§ Source data
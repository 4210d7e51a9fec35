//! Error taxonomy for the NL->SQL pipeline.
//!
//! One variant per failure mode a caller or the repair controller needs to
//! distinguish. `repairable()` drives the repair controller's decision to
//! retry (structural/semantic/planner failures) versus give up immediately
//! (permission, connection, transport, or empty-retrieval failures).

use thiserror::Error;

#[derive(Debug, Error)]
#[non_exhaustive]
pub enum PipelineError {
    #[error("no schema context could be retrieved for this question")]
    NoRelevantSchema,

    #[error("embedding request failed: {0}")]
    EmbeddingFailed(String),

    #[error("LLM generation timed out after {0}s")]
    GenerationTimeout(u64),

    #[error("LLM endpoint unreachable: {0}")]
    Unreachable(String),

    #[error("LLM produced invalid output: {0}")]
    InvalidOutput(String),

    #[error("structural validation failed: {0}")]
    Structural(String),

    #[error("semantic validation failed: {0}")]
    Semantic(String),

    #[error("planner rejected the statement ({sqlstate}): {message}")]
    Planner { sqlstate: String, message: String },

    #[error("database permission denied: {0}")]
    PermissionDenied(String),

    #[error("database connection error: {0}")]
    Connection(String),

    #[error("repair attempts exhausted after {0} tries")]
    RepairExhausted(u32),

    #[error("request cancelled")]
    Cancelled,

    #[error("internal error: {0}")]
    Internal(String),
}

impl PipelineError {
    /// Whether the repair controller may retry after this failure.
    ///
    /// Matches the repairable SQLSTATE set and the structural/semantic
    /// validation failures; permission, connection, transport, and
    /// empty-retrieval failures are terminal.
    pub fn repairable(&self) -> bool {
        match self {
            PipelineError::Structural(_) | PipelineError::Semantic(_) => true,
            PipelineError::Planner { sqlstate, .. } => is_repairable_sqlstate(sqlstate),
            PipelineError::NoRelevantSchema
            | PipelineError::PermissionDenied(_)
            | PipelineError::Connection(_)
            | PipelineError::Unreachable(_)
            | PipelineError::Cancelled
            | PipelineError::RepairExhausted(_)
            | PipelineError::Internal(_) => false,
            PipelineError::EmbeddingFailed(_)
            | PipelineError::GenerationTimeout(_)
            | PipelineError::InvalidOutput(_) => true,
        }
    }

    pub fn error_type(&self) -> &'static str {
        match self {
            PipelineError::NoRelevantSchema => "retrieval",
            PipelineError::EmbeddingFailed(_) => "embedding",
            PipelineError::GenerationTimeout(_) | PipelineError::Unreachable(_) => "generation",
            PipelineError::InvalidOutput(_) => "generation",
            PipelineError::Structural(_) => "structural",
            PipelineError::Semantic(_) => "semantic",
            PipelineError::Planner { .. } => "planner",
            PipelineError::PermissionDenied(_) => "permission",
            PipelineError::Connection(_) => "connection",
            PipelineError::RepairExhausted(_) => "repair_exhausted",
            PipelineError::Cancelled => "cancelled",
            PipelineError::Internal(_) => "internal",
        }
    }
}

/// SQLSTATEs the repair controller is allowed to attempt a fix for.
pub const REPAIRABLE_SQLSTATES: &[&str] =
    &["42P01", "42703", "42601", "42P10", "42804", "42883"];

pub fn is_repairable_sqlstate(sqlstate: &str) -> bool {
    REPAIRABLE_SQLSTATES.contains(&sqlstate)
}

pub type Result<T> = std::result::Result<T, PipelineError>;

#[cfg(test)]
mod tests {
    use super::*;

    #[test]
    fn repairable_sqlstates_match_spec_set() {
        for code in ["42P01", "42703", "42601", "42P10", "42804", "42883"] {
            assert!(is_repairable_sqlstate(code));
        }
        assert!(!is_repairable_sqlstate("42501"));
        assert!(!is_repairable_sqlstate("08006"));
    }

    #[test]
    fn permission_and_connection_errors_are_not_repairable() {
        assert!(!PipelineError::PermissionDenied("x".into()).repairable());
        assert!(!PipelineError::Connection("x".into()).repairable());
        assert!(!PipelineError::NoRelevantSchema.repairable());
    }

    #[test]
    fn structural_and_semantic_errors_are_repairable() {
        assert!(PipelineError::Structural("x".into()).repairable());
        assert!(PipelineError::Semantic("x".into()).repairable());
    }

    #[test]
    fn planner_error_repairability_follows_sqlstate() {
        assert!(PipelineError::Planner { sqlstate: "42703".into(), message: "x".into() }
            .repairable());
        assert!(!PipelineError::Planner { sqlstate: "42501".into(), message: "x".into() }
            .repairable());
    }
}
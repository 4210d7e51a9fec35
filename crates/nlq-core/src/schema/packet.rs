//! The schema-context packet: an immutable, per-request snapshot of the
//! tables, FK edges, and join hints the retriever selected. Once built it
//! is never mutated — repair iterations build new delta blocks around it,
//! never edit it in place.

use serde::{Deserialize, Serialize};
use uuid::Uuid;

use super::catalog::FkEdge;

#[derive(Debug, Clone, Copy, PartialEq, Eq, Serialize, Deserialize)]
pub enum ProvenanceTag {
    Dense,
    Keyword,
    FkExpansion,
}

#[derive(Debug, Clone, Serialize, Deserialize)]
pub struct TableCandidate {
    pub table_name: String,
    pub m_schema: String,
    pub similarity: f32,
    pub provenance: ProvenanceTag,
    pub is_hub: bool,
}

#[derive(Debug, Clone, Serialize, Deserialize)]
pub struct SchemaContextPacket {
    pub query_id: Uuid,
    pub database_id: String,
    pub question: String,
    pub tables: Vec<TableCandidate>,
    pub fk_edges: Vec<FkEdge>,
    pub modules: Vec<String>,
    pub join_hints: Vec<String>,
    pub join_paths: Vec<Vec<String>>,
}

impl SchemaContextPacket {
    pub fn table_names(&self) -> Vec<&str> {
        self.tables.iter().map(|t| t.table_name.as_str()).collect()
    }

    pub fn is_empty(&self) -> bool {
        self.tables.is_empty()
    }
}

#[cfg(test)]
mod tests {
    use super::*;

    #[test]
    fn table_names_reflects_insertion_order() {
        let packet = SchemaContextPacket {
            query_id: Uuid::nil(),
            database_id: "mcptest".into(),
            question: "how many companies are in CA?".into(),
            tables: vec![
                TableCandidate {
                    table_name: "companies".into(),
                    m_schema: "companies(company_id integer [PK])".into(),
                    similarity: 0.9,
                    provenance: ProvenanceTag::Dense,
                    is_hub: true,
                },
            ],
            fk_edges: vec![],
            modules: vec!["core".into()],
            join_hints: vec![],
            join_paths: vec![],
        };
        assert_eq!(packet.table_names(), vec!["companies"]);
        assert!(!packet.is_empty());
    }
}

§ Try it
When a line in the material above contains the word "Deserialize", copy that line out.

§ Output for this task
use serde::{Deserialize, Serialize};
#[derive(Debug, Clone, Copy, PartialEq, Eq, Serialize, Deserialize)]
#[derive(Debug, Clone, Serialize, Deserialize)]
#[derive(Debug, Clone, Serialize, Deserialize)]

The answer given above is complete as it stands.